Het treingebruik groeide tussen 2004 en 2014 met 25 procent. Bevolkingsgroei, toename van het aantal studerenden, gestegen brandstofprijzen, een ruimer aanbod van treinen en een betere betrouwbaarheid waren volgens het KiM belangrijke oorzaken van de groei.

Luchtvaart

Tussen 2004 en 2014 is het aantal passagiersbewegingen op Schiphol met bijna 30 procent gegroeid tot bijna 55 miljoen. Dat betrof 17 miljoen intercontinentale reizigers en 38 miljoen reizigers komende uit Europese landen. Het aantal passagiersbewegingen op de regionale luchthavens groeide in 2014 met bijna 9 procent naar 6 miljoen. Het aandeel van de regionale luchthavens ten opzichte van het totaal aantal passagiersbewegingen in Nederland is in de laatste 10 jaar verdubbeld naar circa 10 procent.

Goederenvervoer

Het goederenvervoer in Nederland (zowel in termen van vervoerd gewicht als in termen van ladingtonkilometers) ligt in 2014 weer op hetzelfde niveau als voor de economische crisis.

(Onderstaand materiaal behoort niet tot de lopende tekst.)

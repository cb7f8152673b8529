//! Declaration bodies.
//!
//! A function, action or updater compiles into a fresh [`CodeScope`]
//! whose parameters occupy the first numerical slots. The scope is pushed
//! for the duration of the body and always popped again, even when the
//! body fails to compile.

use bulletscript_ast::{DeclKind, Declaration};
use bulletscript_core::{CodeBlock, CodeScope, CompilationError};
use bulletscript_registry::{ScopeKind, ScriptRegistry};

use crate::{ScopeStack, StmtCompiler};

type Result<T> = std::result::Result<T, CompilationError>;

/// The registry table a declaration kind is stored in.
pub fn scope_kind(kind: DeclKind) -> ScopeKind {
    match kind {
        DeclKind::Function => ScopeKind::Function,
        DeclKind::Action => ScopeKind::Action,
        DeclKind::EmitterUpdater => ScopeKind::EmitterUpdater,
        DeclKind::BulletUpdater => ScopeKind::BulletUpdater,
    }
}

/// An empty scope with the declaration's parameters declared.
pub fn parameter_scope<'ast>(decl: &Declaration<'ast>) -> Result<CodeScope> {
    let names: Vec<&str> = decl.params.iter().map(|param| param.name).collect();
    CodeScope::with_parameters(&names, decl.name.span)
}

/// Compile a declaration's body into a finished scope.
pub fn compile_body<'ast>(
    scopes: &mut ScopeStack,
    registry: &ScriptRegistry,
    decl: &Declaration<'ast>,
) -> Result<CodeScope> {
    scopes.push(parameter_scope(decl)?);

    let mut code = CodeBlock::new();
    let emitted = {
        let mut compiler = StmtCompiler::new(scopes, registry);
        decl.body
            .stmts
            .iter()
            .try_for_each(|stmt| compiler.emit_to(stmt, &mut code))
    };

    let mut scope = scopes.pop()?;
    emitted?;
    scope.code = code;
    Ok(scope)
}

#[cfg(test)]
mod tests {
    use super::*;
    use crate::testing::Fixture;
    use bulletscript_ast::{AstBuilder, BinaryOp};
    use bulletscript_core::Instruction;
    use bumpalo::Bump;

    #[test]
    fn parameters_are_slots() {
        let arena = Bump::new();
        let b = AstBuilder::new(&arena);
        let fixture = Fixture::new();
        let mut scopes = ScopeStack::new();

        let sum = b.binary(b.var("a"), BinaryOp::Add, b.var("b"));
        let decl = b.declaration(DeclKind::Function, "sum", &["a", "b"], &[b.ret(Some(sum))]);
        let scope = compile_body(&mut scopes, &fixture.registry, &decl).unwrap();

        assert!(scopes.is_empty());
        assert_eq!(scope.parameter_count(), 2);
        scope.code.assert_words(&[
            Instruction::GetVariable.word(),
            0.0,
            Instruction::GetVariable.word(),
            1.0,
            Instruction::OpAdd.word(),
            Instruction::Return.word(),
        ]);
    }

    #[test]
    fn failed_body_still_pops() {
        let arena = Bump::new();
        let b = AstBuilder::new(&arena);
        let fixture = Fixture::new();
        let mut scopes = ScopeStack::new();

        let decl = b.declaration(DeclKind::Action, "bad", &[], &[b.expr_stmt(b.var("nope"))]);
        assert!(matches!(
            compile_body(&mut scopes, &fixture.registry, &decl),
            Err(CompilationError::UnknownVariable { .. })
        ));
        assert!(scopes.is_empty());
    }

    #[test]
    fn duplicate_parameters_rejected() {
        let arena = Bump::new();
        let b = AstBuilder::new(&arena);
        let fixture = Fixture::new();
        let mut scopes = ScopeStack::new();

        let decl = b.declaration(DeclKind::Function, "f", &["x", "x"], &[]);
        assert!(matches!(
            compile_body(&mut scopes, &fixture.registry, &decl),
            Err(CompilationError::VariableRedeclaration { .. })
        ));
        assert!(scopes.is_empty());
    }

    #[test]
    fn kinds_map_to_tables() {
        assert_eq!(scope_kind(DeclKind::Function), ScopeKind::Function);
        assert_eq!(scope_kind(DeclKind::Action), ScopeKind::Action);
        assert_eq!(
            scope_kind(DeclKind::EmitterUpdater),
            ScopeKind::EmitterUpdater
        );
        assert_eq!(
            scope_kind(DeclKind::BulletUpdater),
            ScopeKind::BulletUpdater
        );
    }
}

Ondanks de sterkere concurrentie nam de overslag van goederen in Rotterdam in 2014 toe. Met name de containeroverslag zat met een groei van bijna 6 procent in de lift. In 2014 nam het aandeel van de binnenvaart in het achterland containervervoer verder toe.

Tot zover een aantal bevindingen van het KiM. Ik geef hierbij op deze onderwerpen graag een korte beleidsreactie.

Fiets

Allereerst de fiets. De toename van het fietsgebruik is een belangrijke ontwikkeling voor Nederland. Wij zijn met partijen (overheden, maatschappelijke organisaties, branche) in de Tour de Force bezig ons gezamenlijk beter te positioneren om de groei van het fietsgebruik in goede banen te leiden.

Groei

De voortgaande groei van het spoor, de luchtvaart en het goederenvervoer is conform onze verwachtingen. Op deze beleidsterreinen liggen er belangrijke opgaven, waarover de Staatssecretaris en ik met uw Kamer reeds in gesprek zijn. Voor spoor werken we in de herijking van de spooragenda en het Programma Hoogfrequent Spoorvervoer aan continue verbetering. Voor de luchtvaart is de groei van Schiphol en regionale luchthavens onderwerp van gesprek aan de Alderstafels. Bij het goederenvervoer, naast de investeringen in de vaarwegen, is er de komende jaren in elk geval € 44,3 miljoen beschikbaar voor investeringen via de topsector logistiek.

Congestie op de weg

De congestie op de weg vraagt om een specifieke reactie gezien de door het KiM verwachte groei van de files richting 2020. Op de wegen zien we de afgelopen jaren duidelijke positieve ontwikkelingen. De verwachte toename van het reistijdverlies plaatst ons de komende jaren echter voor een hernieuwde opgave om overal te voldoen aan de doelstelling voor de reistijd2.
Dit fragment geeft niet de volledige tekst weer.